(Records shown)
//! Archive extraction into a staging directory.

use std::fs::File;
use std::io;
use std::path::Path;

use anyhow::{Context, Result};
use tracing::debug;

/// Unpacks a downloaded archive into a directory.
///
/// A trait so the staging pipeline can run against a fake that lays down
/// plain files without real archives.
///
/// The returned futures carry no `Send` promise: callers await them in
/// place and never spawn them onto another task.
#[allow(async_fn_in_trait)]
pub trait ArchiveExtractor {
    /// Extract `archive` into `dest`, which already exists.
    async fn extract(&self, archive: &Path, dest: &Path) -> Result<()>;
}

/// [`ArchiveExtractor`] for zip archives.
///
/// Extraction is CPU- and disk-bound, so the whole walk runs under
/// `spawn_blocking`.
#[derive(Debug, Clone, Copy, Default)]
pub struct ZipExtractor;

impl ArchiveExtractor for ZipExtractor {
    async fn extract(&self, archive: &Path, dest: &Path) -> Result<()> {
        let archive = archive.to_path_buf();
        let dest = dest.to_path_buf();
        tokio::task::spawn_blocking(move || extract_zip(&archive, &dest))
            .await
            .context("spawn_blocking panicked")?
    }
}

fn extract_zip(archive_path: &Path, dest: &Path) -> Result<()> {
    let file = File::open(archive_path)
        .with_context(|| format!("Failed to open archive: {}", archive_path.display()))?;
    let mut archive = zip::ZipArchive::new(file)
        .with_context(|| format!("Failed to read archive: {}", archive_path.display()))?;

    debug!(
        archive = %archive_path.display(),
        entries = archive.len(),
        "extracting archive"
    );

    for i in 0..archive.len() {
        let mut entry = archive
            .by_index(i)
            .with_context(|| format!("Failed to read entry {i} in archive"))?;

        // Entries with unsafe paths (absolute, or escaping via ..) are
        // skipped rather than extracted.
        let Some(relative) = entry.enclosed_name() else {
            debug!(name = entry.name(), "skipping archive entry with unsafe path");
            continue;
        };
        let target = dest.join(relative);

        if entry.is_dir() {
            std::fs::create_dir_all(&target)
                .with_context(|| format!("Failed to create {}", target.display()))?;
            continue;
        }
        if let Some(parent) = target.parent() {
            std::fs::create_dir_all(parent)
                .with_context(|| format!("Failed to create {}", parent.display()))?;
        }
        let mut out = File::create(&target)
            .with_context(|| format!("Failed to create {}", target.display()))?;
        io::copy(&mut entry, &mut out)
            .with_context(|| format!("Failed to extract {}", target.display()))?;
    }
    Ok(())
}

#[cfg(test)]
mod tests {
    use super::*;
    use std::io::Write;
    use tempfile::TempDir;
    use zip::write::SimpleFileOptions;

    fn write_sample_zip(path: &Path) {
        let file = File::create(path).unwrap();
        let mut writer = zip::ZipWriter::new(file);
        let options = SimpleFileOptions::default();

        writer.add_directory("bin/", options).unwrap();
        writer.start_file("bin/run.sh", options).unwrap();
        writer.write_all(b"#!/bin/sh\necho ok\n").unwrap();
        writer.start_file("version.txt", options).unwrap();
        writer.write_all(b"acme-core-v1.9_0400\n").unwrap();
        writer.finish().unwrap();
    }

    #[tokio::test]
    async fn extracts_files_and_directories() {
        let temp = TempDir::new().unwrap();
        let archive = temp.path().join("dist.zip");
        let dest = temp.path().join("stage");
        std::fs::create_dir(&dest).unwrap();
        write_sample_zip(&archive);

        ZipExtractor.extract(&archive, &dest).await.unwrap();

        assert!(dest.join("bin").is_dir());
        assert_eq!(
            std::fs::read_to_string(dest.join("bin/run.sh")).unwrap(),
            "#!/bin/sh\necho ok\n"
        );
        assert_eq!(
            std::fs::read_to_string(dest.join("version.txt")).unwrap(),
            "acme-core-v1.9_0400\n"
        );
    }

    #[tokio::test]
    async fn rejects_non_archive_input() {
        let temp = TempDir::new().unwrap();
        let not_zip = temp.path().join("not.zip");
        std::fs::write(&not_zip, "plain text").unwrap();
        let dest = temp.path().join("stage");
        std::fs::create_dir(&dest).unwrap();

        assert!(ZipExtractor.extract(&not_zip, &dest).await.is_err());
    }
}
(End Records shown)
Give again, word for word, every line of the listing above from the one with "impl ArchiveExtractor for" to the one with "let file = File::open(archive_path)", both inclusive, and nothing beyond them.

impl ArchiveExtractor for ZipExtractor {
    async fn extract(&self, archive: &Path, dest: &Path) -> Result<()> {
        let archive = archive.to_path_buf();
        let dest = dest.to_path_buf();
        tokio::task::spawn_blocking(move || extract_zip(&archive, &dest))
            .await
            .context("spawn_blocking panicked")?
    }
}

fn extract_zip(archive_path: &Path, dest: &Path) -> Result<()> {
    let file = File::open(archive_path)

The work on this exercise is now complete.